(Records excerpted from a collection)
□ □ □ □ □ □ □
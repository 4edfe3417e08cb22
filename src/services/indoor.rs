//! Rule-based indoor suggestion generators: board games, movies, and
//! recipes.
//!
//! Everything here is deterministic and offline: fixed catalogs filtered by
//! the caller's preferences, and recipe cards templated from the caller's own
//! ingredient list. Same inputs, same outputs.

use crate::models::{BoardGame, Movie, Recipe};

/// Maximum board games returned per request.
const MAX_BOARD_GAMES: usize = 5;
/// Maximum recipes returned per request.
const MAX_RECIPES: usize = 6;

/// Deterministic calorie estimates, one per recipe template.
const RECIPE_CALORIES: [u32; 6] = [320, 280, 350, 220, 400, 260];

fn game(
    name: &str,
    vibe: &str,
    energy: &str,
    min: u32,
    max: u32,
    desc: &str,
    how_to_play: &str,
) -> BoardGame {
    BoardGame {
        name: name.to_string(),
        vibe: vibe.to_string(),
        energy: energy.to_string(),
        min,
        max,
        desc: desc.to_string(),
        how_to_play: how_to_play.to_string(),
    }
}

fn board_game_catalog() -> Vec<BoardGame> {
    vec![
        game(
            "Catan", "social", "medium", 3, 4,
            "Trade, build, and settle. A classic strategy game.",
            "1. Lay out the hex tiles and numbers.\n2. Each player places two settlements and roads.\n3. On your turn roll dice, collect resources, trade and build.\n4. First to 10 victory points wins.",
        ),
        game(
            "Ticket to Ride", "chill", "low", 2, 5,
            "Build train routes across countries. Relaxing yet strategic.",
            "1. Draw Destination Tickets and keep your routes secret.\n2. On your turn either draw train cards, claim a route, or draw more tickets.\n3. Connect cities before others and score long continuous routes.",
        ),
        game(
            "Codenames", "social", "high", 4, 8,
            "Word association game for teams. Great for parties.",
            "1. Split into two teams with a spymaster each.\n2. Spymaster gives a one-word clue + number.\n3. Team guesses words on the grid, avoiding the assassin.\n4. First team to find all their agents wins.",
        ),
        game(
            "Pandemic", "cooperative", "high", 2, 4,
            "Save the world from diseases together.",
            "1. Each player gets a role with special powers.\n2. On your turn move, treat disease cubes, share knowledge, and build research stations.\n3. Work together to discover 4 cures before outbreaks spiral.",
        ),
        game(
            "Exploding Kittens", "funny", "medium", 2, 5,
            "Russian roulette with cats. Fast and funny.",
            "1. Take turns drawing cards from the deck.\n2. If you draw an Exploding Kitten, play a Defuse or you are out.\n3. Use action cards to skip, attack, see the future, or reshuffle.",
        ),
        game(
            "Monopoly", "competitive", "high", 2, 6,
            "The classic property trading game. Ruins friendships.",
            "1. Roll and move around the board, buying properties you land on.\n2. Collect rent, trade, and build houses/hotels.\n3. Last player not bankrupt wins.",
        ),
        game(
            "Scrabble", "chill", "low", 2, 4,
            "Word building game. Good for quiet evenings.",
            "1. Draw 7 letter tiles.\n2. Form words on the board crossword-style.\n3. Use premium squares (double/triple letter/word) to maximize points.",
        ),
        game(
            "Twister", "energetic", "high", 2, 4,
            "Get tied in knots. Very physical.",
            "1. Spread out the mat and spin the wheel.\n2. Place hands/feet on the called color.\n3. The last player still standing without falling wins.",
        ),
        game(
            "Dixit", "creative", "low", 3, 6,
            "Storytelling through abstract cards.",
            "1. Active player gives a clue for one of their cards.\n2. Others submit cards that also fit the clue.\n3. Guess which card was the storyteller's; score for good clues and guesses.",
        ),
        game(
            "The Resistance", "social", "high", 5, 10,
            "Social deduction and bluffing.",
            "1. Secretly deal roles (spies vs resistance).\n2. Propose mission teams; players vote.\n3. Mission cards determine success or failure; deduce who is lying.",
        ),
    ]
}

/// Suggest up to five board games matching player count, vibe family, and
/// energy level. When the filters empty the list, relax to a player-count
/// floor so the response is never needlessly empty.
pub fn suggest_board_games(vibe: &str, energy: &str, people: u32) -> Vec<BoardGame> {
    let catalog = board_game_catalog();

    let mut filtered: Vec<BoardGame> = catalog
        .iter()
        .filter(|g| people >= g.min && people <= g.max)
        .cloned()
        .collect();

    let vibe_lower = vibe.to_lowercase();
    if vibe_lower.contains("chill") {
        filtered.retain(|g| ["chill", "creative", "funny"].contains(&g.vibe.as_str()));
    }
    if vibe_lower.contains("social") || vibe_lower.contains("party") {
        filtered.retain(|g| {
            ["social", "energetic", "funny", "cooperative"].contains(&g.vibe.as_str())
        });
    }
    if vibe_lower.contains("competitive") {
        filtered.retain(|g| ["competitive", "social"].contains(&g.vibe.as_str()));
    }

    match energy {
        "high" => filtered.retain(|g| g.energy == "high" || g.energy == "medium"),
        "low" => filtered.retain(|g| g.energy == "low"),
        _ => {}
    }

    // Relax when the filters were too strict
    if filtered.is_empty() {
        filtered = catalog.into_iter().filter(|g| people >= g.min).collect();
    }

    filtered.truncate(MAX_BOARD_GAMES);
    filtered
}

const MOVIES_BY_GENRE: &[(&str, &[&str])] = &[
    (
        "action",
        &["Mad Max: Fury Road", "John Wick", "The Dark Knight", "Inception", "Gladiator"],
    ),
    (
        "comedy",
        &["Superbad", "The Grand Budapest Hotel", "Palm Springs", "Game Night", "Step Brothers"],
    ),
    (
        "drama",
        &["The Shawshank Redemption", "Parasite", "The Godfather", "La La Land", "Forrest Gump"],
    ),
    (
        "horror",
        &["Hereditary", "Get Out", "The Shining", "A Quiet Place", "It"],
    ),
    (
        "romance",
        &["The Notebook", "Pride & Prejudice", "Before Sunrise", "About Time", "La La Land"],
    ),
    (
        "sci-fi",
        &["Interstellar", "Blade Runner 2049", "Arrival", "The Matrix", "Dune"],
    ),
];

/// Picks for genres outside the table.
const FALLBACK_MOVIES: &[&str] = &["The Truman Show", "Spirited Away", "Pulp Fiction"];

/// Suggest movies for a genre, echoing the requested genre on each entry.
pub fn suggest_movies(genre: &str) -> Vec<Movie> {
    let genre_lower = genre.to_lowercase();
    let titles = MOVIES_BY_GENRE
        .iter()
        .find(|(key, _)| *key == genre_lower)
        .map(|(_, titles)| *titles)
        .unwrap_or(FALLBACK_MOVIES);

    titles
        .iter()
        .map(|title| Movie {
            title: title.to_string(),
            genre: genre.to_string(),
        })
        .collect()
}

fn or_default<'a>(value: Option<&'a str>, default: &'a str) -> &'a str {
    match value {
        Some(v) if !v.trim().is_empty() => v,
        _ => default,
    }
}

/// Generate up to six deterministic recipe cards using only the caller's
/// ingredients, shaped by the time, health, spice, and cuisine preferences.
/// Returns an empty list when no ingredients are given.
pub fn generate_recipes(
    ingredients: &str,
    time: Option<&str>,
    health: Option<&str>,
    spice: Option<&str>,
    cuisine: Option<&str>,
) -> Vec<Recipe> {
    if ingredients.trim().is_empty() {
        return Vec::new();
    }

    let ingredient_list: Vec<String> = ingredients
        .split(',')
        .map(str::trim)
        .filter(|i| !i.is_empty())
        .map(str::to_string)
        .collect();

    let main_ingredient = ingredient_list
        .first()
        .cloned()
        .unwrap_or_else(|| "Chef's Choice".to_string());
    let readable_ingredients = ingredient_list.join(", ");

    let time_label = or_default(time, "30 mins");
    let health_label = or_default(health, "Comfort Food");
    let spice_label = or_default(spice, "Medium");
    let cuisine_label = or_default(cuisine, "Fusion");

    let quick = time_label.to_lowercase().contains("10");
    let long = time_label.to_lowercase().contains("1 hour");
    let is_healthy = health_label.to_lowercase().contains("healthy");
    let is_indulgent = health_label.to_lowercase().contains("indulgent");

    let spice_word = match spice_label.to_lowercase().as_str() {
        "mild" => "very gently spiced",
        "hot" => "bold and fiery",
        _ => "moderately spiced",
    };

    let base_intro = format!("Using only: {}.", readable_ingredients);

    let recipe = |name: String, prep_time: &str, health: &str, cuisine: &str, calories: u32, instructions: String| Recipe {
        name,
        prep_time: prep_time.to_string(),
        calories,
        ingredients: ingredient_list.clone(),
        instructions,
        cuisine: cuisine.to_string(),
        health: health.to_string(),
        spice: spice_label.to_string(),
    };

    let recipes = vec![
        recipe(
            format!("{} {} One-Pan Skillet", cuisine_label, main_ingredient),
            time_label,
            health_label,
            cuisine_label,
            RECIPE_CALORIES[0],
            format!(
                "{}\n1. Prep: Finely chop all the vegetables and aromatics you have.\n2. Heat: Warm a pan on medium heat with a teaspoon of oil or butter.\n3. Sauté: Start with firmer ingredients first, then softer ones, keeping it {}.\n4. Simmer: Let everything cook together until tender{}\n5. Finish: Taste, adjust salt and spice, and serve hot with whatever carbs you have on hand (bread, rice, etc.).",
                base_intro,
                spice_word,
                if quick {
                    " (keep it slightly crunchy for a quick bite)."
                } else {
                    " and flavors have blended deeply."
                },
            ),
        ),
        recipe(
            format!("Comfort-Style {} Bowl", main_ingredient),
            if quick { "10 mins" } else { "30 mins" },
            if is_healthy { "Balanced" } else { "Comfort Food" },
            "Home-Style",
            RECIPE_CALORIES[1],
            format!(
                "{}\n1. Base: If you have rice, noodles or bread, warm them up as a base.\n2. Topper: Lightly pan-fry {} with just salt, pepper and your preferred spices.\n3. Mix-ins: Add remaining chopped ingredients on top, either raw (for crunch) or quickly sautéed.\n4. Serve: Layer base + {} + veggies, drizzle with any available sauce (soy, ketchup, yogurt) for a quick, filling bowl.",
                base_intro, main_ingredient, main_ingredient,
            ),
        ),
        recipe(
            format!("Spiced {} Stuffed Pockets / Toast", main_ingredient),
            "20 mins",
            if is_indulgent { "Indulgent" } else { "Medium" },
            cuisine_label,
            RECIPE_CALORIES[2],
            format!(
                "{}\n1. Filling: Finely chop {} and mix with salt, herbs, and your {} seasoning.\n2. Stuff: Use bread slices, wraps, or dough to enclose the filling.\n3. Cook: Toast on a pan with a little oil/butter until golden on both sides.\n4. Cut & Serve: Slice into triangles/strips for easy snacking or a light meal.",
                base_intro, readable_ingredients, spice_word,
            ),
        ),
        recipe(
            format!("{} {} Salad / Cold Plate", cuisine_label, main_ingredient),
            if quick { "10 mins" } else { "15 mins" },
            if is_healthy { "Healthy" } else { "Light" },
            cuisine_label,
            RECIPE_CALORIES[3],
            format!(
                "{}\n1. Prep: Keep crunchy items (like cucumbers, carrots, onions) raw and chop them small.\n2. Protein: If {} is protein (eggs, paneer, chicken), cook or boil it quickly.\n3. Dressing: Whisk a simple dressing with lemon/vinegar, a bit of oil, salt and your chosen spice level.\n4. Toss: Combine everything in a bowl and toss right before serving for maximum freshness.",
                base_intro, main_ingredient,
            ),
        ),
        recipe(
            format!("{} One-Pot Comfort Stew", main_ingredient),
            if long { "1 hour" } else { "30 mins" },
            if is_healthy { "Balanced" } else { "Comfort Food" },
            "Global Comfort",
            RECIPE_CALORIES[4],
            format!(
                "{}\n1. Base: Start by sautéing any onions/garlic/strong aromatics in a deep pot.\n2. Bulk: Add the rest of the ingredients and enough water/broth to just cover them.\n3. Simmer: Cook on low heat until the hardest ingredient is tender.\n4. Adjust: Thicken with mashed veggies or a bit of starch if you like a thicker stew.\n5. Serve: Ideal for days when you want something warm, filling, and hands-off.",
                base_intro,
            ),
        ),
        recipe(
            format!("Quick {} Snack Bites", main_ingredient),
            "10-15 mins",
            if is_indulgent { "Indulgent" } else { "Medium" },
            "Snack",
            RECIPE_CALORIES[5],
            format!(
                "{}\n1. Chop everything into small, bite-sized pieces.\n2. If you have skewers, toothpicks, or just a plate, arrange items as small finger-food combos.\n3. Sprinkle with your preferred spice level and a squeeze of lemon/yogurt dip if available.\n4. Perfect for a movie night at home with exactly what's in your fridge.",
                base_intro,
            ),
        ),
    ];

    recipes.into_iter().take(MAX_RECIPES).collect()
}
□ □ □ □ □ □ □
▶ [Task objective]:
If the string "mins" is in a line of the entries, pick that line out.

▶ [Solution to this task]:
    let time_label = or_default(time, "30 mins");
            if quick { "10 mins" } else { "30 mins" },
            "20 mins",
            if quick { "10 mins" } else { "15 mins" },
            if long { "1 hour" } else { "30 mins" },
            "10-15 mins",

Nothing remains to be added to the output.